Для визуализации суставной поверхности можно использовать тупой прямоугольный ретрактор, соблюдая осторожность, чтобы избежать чрезмерного натяжения надколенничевой связки, особенно у пациентов с остеопорозом.

Закрытие
Разрез при артротомии и подвздошно-большеберцовая связка ушиваются рассасывающимися швами. Подкожная клетчатка и кожа ушиваются стандартным способом.

4. Средний проксимальный миниинвазивный доступ к диафизу бедренной кости
Кожный разрез
Короткий разрез выполняется вдоль воображаемой линии, соединяющей латеральный мыщелок бедренной кости и большой вертел (пунктирная линия).
Точная точка начала и длина разреза определяются интраоперационными требованиями миниинвазивной процедуры.

Подход
Фасция широкой фасции бедра рассекается для обнажения фасции, покрывающей мышцу vastus lateralis. Фасция мышцы vastus lateralis аккуратно рассекается.
Волокна мышцы тупо разводятся вплоть до бедренной кости.

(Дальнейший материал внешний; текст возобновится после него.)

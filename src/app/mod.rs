mod root;
mod session;
mod state;

pub(crate) use {
    root::ExportStatus,
    session::MarketSession,
    state::{Preferences, Selection},
};

pub use root::App;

Примечание: При стандартном латеральном доступе к бедренной кости вся брюшная часть мышцы vastus lateralis отслаивается вперёд от латеральной межмышечной перегородки; однако при миниинвазивных методиках это невозможно. Поэтому брюшная часть мышцы рассекается вдоль её волокон для обнажения латеральной поверхности бедренной кости.

Экспозиция и ретракция
Рекомендуется использовать два ретрактора Хохманна (один — в передней, другой — в задней части) для обеспечения стабильной экспозиции диафиза бедренной кости.
Ретракторы Хохманна способствуют правильному позиционированию пластины на бедренной кости.
Перед введением остальных проксимальных винтов рекомендуется убедиться, что самое проксимальное отверстие для винта в пластине центрировано относительно диафиза бедренной кости.

Закрытие
Полоска подвздошно-большеберцовой связки ушивается рассасывающимися швами. Подкожная клетчатка и кожа ушиваются стандартным способом.
5. Чрескожная фиксация винтами (пункционные разрезы)
Разрез
Делается разрез длиной 1–1,5 см по линии соответствующего отверстия в пластине.
Этот разрез выполняется за один этап: через кожу, подкожную клетчатку, подвздошно-большеберцовую связку, фасцию широкой мышцы бедра и брюшко широкой мышцы бедра.
Типичная ошибка:
Слишком малый размер разреза. Как правило, для большинства винтов достаточно разреза длиной 1–1,5 см.
Если требуются два соседних винта, для этого сегмента может быть использована укороченная версия бокового доступа к бедренной кости.

Закрытие
Полоска подвздошно-большеберцовой связки ушивается рассасывающимися швами. Подкожная клетчатка и кожа ушиваются стандартным способом.